Did you miss last week’s inaugural SLAS AI in Process Automation Symposium in Boston? Bummer! We hope to see you next year, but until then, here’s a quick recap of all the learning (and fun!) we had this past week.
To kick off the two-day event, our illustrious keynote speaker, Alán Aspuru-Guzik, Ph.D., (University of Toronto) led us on a humorous, dance music-infused tour of his lab’s progress towards open-source cheminformatics platforms, closed-loop automation and the quest to build new materials, the way other groups develop pharmaceuticals. Aspuru-Guzik raised a theme we heard throughout the conference: using AI / ML and robotics as a force multiplier to push ahead solutions to pressing problems like energy storage and precision medicines.
Day one featured speakers in drug discovery, data automation and (a first for SLAS!) a lightning session of short talks in diverse fields. Design-Make-Test-Analyze cycles and Amazon Web Services (AWS) utilities abounded, just about everyone explore how other organizations in the life sciences space handled their automation and deep learning challenges. Attendees learned about virtual models, grooming data on its way into repositories and how to scale up dramatically without increasing headcount. And it wasn’t all just pharma – battery capacitance degradation in cell phones, global instrument monitoring and checking machines’ work also took center stage.

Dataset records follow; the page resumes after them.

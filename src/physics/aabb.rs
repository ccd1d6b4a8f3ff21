/// Data-Oriented Axis-Aligned Bounding Box System
///
/// Pure functions shared by the collider, the master BVH and chunk bounds.
/// No methods - just data transformations following DOP principles

use cgmath::{Point3, Vector3};

/// Axis-Aligned Bounding Box - pure data structure
#[derive(Debug, Clone, Copy, PartialEq)]
pub struct AABB {
    pub min: Point3<f32>,
    pub max: Point3<f32>,
}

/// Create new AABB from min/max points
pub fn create_aabb(min: Point3<f32>, max: Point3<f32>) -> AABB {
    AABB { min, max }
}

/// Inverted box that any union replaces
pub fn empty_aabb() -> AABB {
    AABB {
        min: Point3::new(f32::INFINITY, f32::INFINITY, f32::INFINITY),
        max: Point3::new(f32::NEG_INFINITY, f32::NEG_INFINITY, f32::NEG_INFINITY),
    }
}

/// Whether a box still is the inverted empty box
pub fn aabb_is_empty(aabb: &AABB) -> bool {
    aabb.min.x > aabb.max.x || aabb.min.y > aabb.max.y || aabb.min.z > aabb.max.z
}

/// Get center point of AABB
pub fn aabb_center(aabb: &AABB) -> Point3<f32> {
    Point3::new(
        (aabb.min.x + aabb.max.x) * 0.5,
        (aabb.min.y + aabb.max.y) * 0.5,
        (aabb.min.z + aabb.max.z) * 0.5,
    )
}

/// Test if two AABBs intersect; touching faces count
pub fn aabb_intersects(aabb1: &AABB, aabb2: &AABB) -> bool {
    aabb1.min.x <= aabb2.max.x && aabb1.max.x >= aabb2.min.x &&
    aabb1.min.y <= aabb2.max.y && aabb1.max.y >= aabb2.min.y &&
    aabb1.min.z <= aabb2.max.z && aabb1.max.z >= aabb2.min.z
}

/// Test if AABB contains a point
pub fn aabb_contains_point(aabb: &AABB, point: Point3<f32>) -> bool {
    point.x >= aabb.min.x && point.x <= aabb.max.x &&
    point.y >= aabb.min.y && point.y <= aabb.max.y &&
    point.z >= aabb.min.z && point.z <= aabb.max.z
}

/// Test if `outer` fully contains `inner`
pub fn aabb_contains_aabb(outer: &AABB, inner: &AABB) -> bool {
    aabb_contains_point(outer, inner.min) && aabb_contains_point(outer, inner.max)
}

/// Smallest box containing both
pub fn aabb_union(a: &AABB, b: &AABB) -> AABB {
    AABB {
        min: Point3::new(a.min.x.min(b.min.x), a.min.y.min(b.min.y), a.min.z.min(b.min.z)),
        max: Point3::new(a.max.x.max(b.max.x), a.max.y.max(b.max.y), a.max.z.max(b.max.z)),
    }
}

/// Surface area; zero for the empty box
pub fn aabb_surface_area(aabb: &AABB) -> f32 {
    if aabb_is_empty(aabb) {
        return 0.0;
    }
    let e = aabb.max - aabb.min;
    2.0 * (e.x * e.y + e.y * e.z + e.z * e.x)
}

/// Create translated copy of AABB
pub fn aabb_translated(aabb: &AABB, offset: Vector3<f32>) -> AABB {
    AABB {
        min: aabb.min + offset,
        max: aabb.max + offset,
    }
}

/// Box covering every position of `aabb` moved along `sweep`
pub fn aabb_expanded_by_sweep(aabb: &AABB, sweep: Vector3<f32>) -> AABB {
    aabb_union(aabb, &aabb_translated(aabb, sweep))
}

/// Slab test; entry distance clamped to 0 when the origin is inside
///
/// `inv_dir` is the componentwise reciprocal of the ray direction.
pub fn aabb_ray_intersection(
    aabb: &AABB,
    origin: Point3<f32>,
    inv_dir: Vector3<f32>,
    max_t: f32,
) -> Option<f32> {
    let t1 = Vector3::new(
        (aabb.min.x - origin.x) * inv_dir.x,
        (aabb.min.y - origin.y) * inv_dir.y,
        (aabb.min.z - origin.z) * inv_dir.z,
    );
    let t2 = Vector3::new(
        (aabb.max.x - origin.x) * inv_dir.x,
        (aabb.max.y - origin.y) * inv_dir.y,
        (aabb.max.z - origin.z) * inv_dir.z,
    );

    let tmin = t1.x.min(t2.x).max(t1.y.min(t2.y)).max(t1.z.min(t2.z));
    let tmax = t1.x.max(t2.x).min(t1.y.max(t2.y)).min(t1.z.max(t2.z));

    if tmax >= tmin && tmax >= 0.0 && tmin <= max_t {
        Some(tmin.max(0.0))
    } else {
        None
    }
}
//! Built-in block definitions

pub mod basic_blocks;

pub use basic_blocks::{create_default_payload_table, register_basic_blocks};
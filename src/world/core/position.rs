use cgmath::Point3;
use serde::{Deserialize, Serialize};

/// Chunk coordinate in chunk units
#[derive(Debug, Clone, Copy, PartialEq, Eq, Hash, Serialize, Deserialize)]
pub struct ChunkPos {
    pub x: i32,
    pub y: i32,
    pub z: i32,
}

impl ChunkPos {
    pub const fn new(x: i32, y: i32, z: i32) -> Self {
        Self { x, y, z }
    }

    /// World-space minimum corner of the chunk
    pub fn min_corner(self, chunk_size: f32) -> Point3<f32> {
        Point3::new(
            self.x as f32 * chunk_size,
            self.y as f32 * chunk_size,
            self.z as f32 * chunk_size,
        )
    }
}

#[cfg(test)]
mod tests {
    use super::*;

    #[test]
    fn test_min_corner_negative_chunk() {
        let pos = ChunkPos::new(-1, 0, 2);
        let min = pos.min_corner(16.0);
        assert_eq!(min, Point3::new(-16.0, 0.0, 32.0));
    }
}
//! Sparse voxel octree
//!
//! A dense node arena and a parallel data-record arena per chunk. Nodes
//! reference each other and their data by index; deletions swap the tail
//! into the freed slot so both arrays stay dense.

pub mod arena_operations;
pub mod octree_data;
pub mod octree_operations;
pub mod octree_serialization;
pub mod octree_validation;

pub use arena_operations::BlockMove;
pub use octree_data::{OctreeNode, OctreeStats, VoxelDataStore, VoxelOctreeData};
pub use octree_operations::{
    clear, create_voxel_octree, delete_children, get_stats, get_voxel, insert, is_branch,
    is_empty_leaf, is_leaf, leaf_bounds, leaf_voxel, merge_upwards, node_bounds, node_size,
    occupied_leaves, split,
};
pub use octree_serialization::{
    build_render_buffer, deserialize_octree, serialize_octree, RenderBufferHeader, StreamHeader,
};
pub use octree_validation::{check_octree, debug_validate, validate_octree, InvariantViolation};
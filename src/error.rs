//! Error handling for the voxel octree crate
//!
//! Only data-integrity and configuration problems are reported through
//! these types. Broken octree invariants are programmer errors and panic.

/// Reasons a serialized octree stream is rejected
#[derive(Debug, Clone, PartialEq, thiserror::Error)]
pub enum DeserializeError {
    #[error("Stream too short for header: {available} bytes, need {required}")]
    TruncatedHeader { available: usize, required: usize },

    #[error("Bad stream magic: {found:#010x}")]
    BadMagic { found: u32 },

    #[error("Unsupported stream version: expected {expected}, found {found}")]
    VersionMismatch { expected: u32, found: u32 },

    #[error("Stream length mismatch: header declares {expected} bytes, {available} available")]
    LengthMismatch { expected: usize, available: usize },

    #[error("Invalid node count {count}: must be 1 + 8k")]
    InvalidNodeCount { count: u32 },

    #[error("Data count {data_count} exceeds node count {node_count}")]
    DataCountOverflow { data_count: u32, node_count: u32 },

    #[error("Cube size {cube_size} in stream does not match octree cube size {expected}")]
    CubeSizeMismatch { cube_size: u32, expected: u32 },

    #[error("Checksum mismatch: header {expected:#010x}, payload {found:#010x}")]
    ChecksumMismatch { expected: u32, found: u32 },

    #[error("Malformed node {index}: {reason}")]
    MalformedNode { index: u32, reason: String },

    #[error("Malformed data record {index}: {reason}")]
    MalformedData { index: u32, reason: String },
}

/// Main error type for the crate
#[derive(Debug, thiserror::Error)]
pub enum VoxelError {
    #[error("Deserialization failed: {0}")]
    Deserialize(#[from] DeserializeError),

    #[error("Unsupported collider orientation {orientation:?}: only identity is supported")]
    UnsupportedOrientation { orientation: [f32; 4] },

    #[error("Invalid config: {field} = {value} ({reason})")]
    InvalidConfig {
        field: String,
        value: String,
        reason: String,
    },

    #[error("Config parse error: {0}")]
    ConfigParse(#[from] toml::de::Error),

    #[error("IO error for {path}: {error}")]
    Io { path: String, error: String },

    #[error("Worker channel closed: {name}")]
    ChannelClosed { name: String },

    #[error("Resource not found: {resource_type} '{id}'")]
    ResourceNotFound { resource_type: String, id: String },
}

/// Type alias for Results in this crate
pub type VoxelResult<T> = Result<T, VoxelError>;

impl From<std::io::Error> for VoxelError {
    fn from(error: std::io::Error) -> Self {
        VoxelError::Io {
            path: String::new(),
            error: error.to_string(),
        }
    }
}

impl<T> From<crossbeam_channel::SendError<T>> for VoxelError {
    fn from(_: crossbeam_channel::SendError<T>) -> Self {
        VoxelError::ChannelClosed {
            name: "bvh_rebuild".to_string(),
        }
    }
}

/// Convert Option to Result with context
pub trait OptionExt<T> {
    fn ok_or_voxel<F>(self, f: F) -> VoxelResult<T>
    where
        F: FnOnce() -> VoxelError;
}

impl<T> OptionExt<T> for Option<T> {
    fn ok_or_voxel<F>(self, f: F) -> VoxelResult<T>
    where
        F: FnOnce() -> VoxelError,
    {
        self.ok_or_else(f)
    }
}
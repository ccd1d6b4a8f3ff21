//! Texture Atlas Data - Pure DOP
//!
//! NO METHODS. Just data.
//! All transformations happen in texture_atlas_operations.rs

use crate::world::core::{AtlasId, TextureId};
use cgmath::Vector2;
use rustc_hash::FxHashMap;

/// Normalized UV rectangle within an atlas layer
#[derive(Debug, Clone, Copy, PartialEq)]
pub struct AtlasUV {
    pub min: Vector2<f32>,
    pub max: Vector2<f32>,
}

/// Pixel rectangle inside an atlas image
#[derive(Debug, Clone, Copy, PartialEq, Eq)]
pub struct PackedRect {
    pub x: u32,
    pub y: u32,
    pub width: u32,
    pub height: u32,
}

/// Resolved atlas location of one texture
#[derive(Debug, Clone, Copy, PartialEq)]
pub struct AtlasEntry {
    pub uv: AtlasUV,
    /// Layer of the texture array the atlas is uploaded into
    pub layer: u32,
}

/// Per-atlas layout
#[derive(Debug, Clone)]
pub struct AtlasLayout {
    pub layer: u32,
    pub atlas_size: u32,
    pub padding: u32,
}

/// Texture atlas lookup table keyed by (atlas id, texture id)
#[derive(Debug, Clone, Default)]
pub struct TextureAtlasLookup {
    pub atlases: FxHashMap<AtlasId, AtlasLayout>,
    pub entries: FxHashMap<(AtlasId, TextureId), AtlasEntry>,
    pub next_layer: u32,
}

At night, after the servers were shut down and the robots stopped, these AI trailblazers were treated to sliders, lobster rolls and cheese plates while a variety of competitive board games and classic Xbox hits were offered during the onsite reception.
Day two’s discussions shifted to specific impacts in image analysis and screening, followed by chemistry workflows in the afternoon. Counting stem cells was compared to playing the classic “How many jellybeans?” game played in school fundraisers everywhere. Phenotypic screening based on image recognition and feature separation led to amazing AI-powered revelations in drug mechanisms of action, especially at smaller firms. Likewise, the promise of the keynote speaker’s fully closed-loop processes was realized in our chemistry session, where groups from big pharma to plucky academics optimized reactions and assays alike without human intervention.
Finally, we’d be remiss if we didn’t note our own feedback loops – SLAS got good, actionable topics and interests at our lunchtime roundtables to make next year even better, and we’re still listening to attendees and speakers through our post-event evaluation. We look forward to seeing you back in Beantown September 2-3, 2020.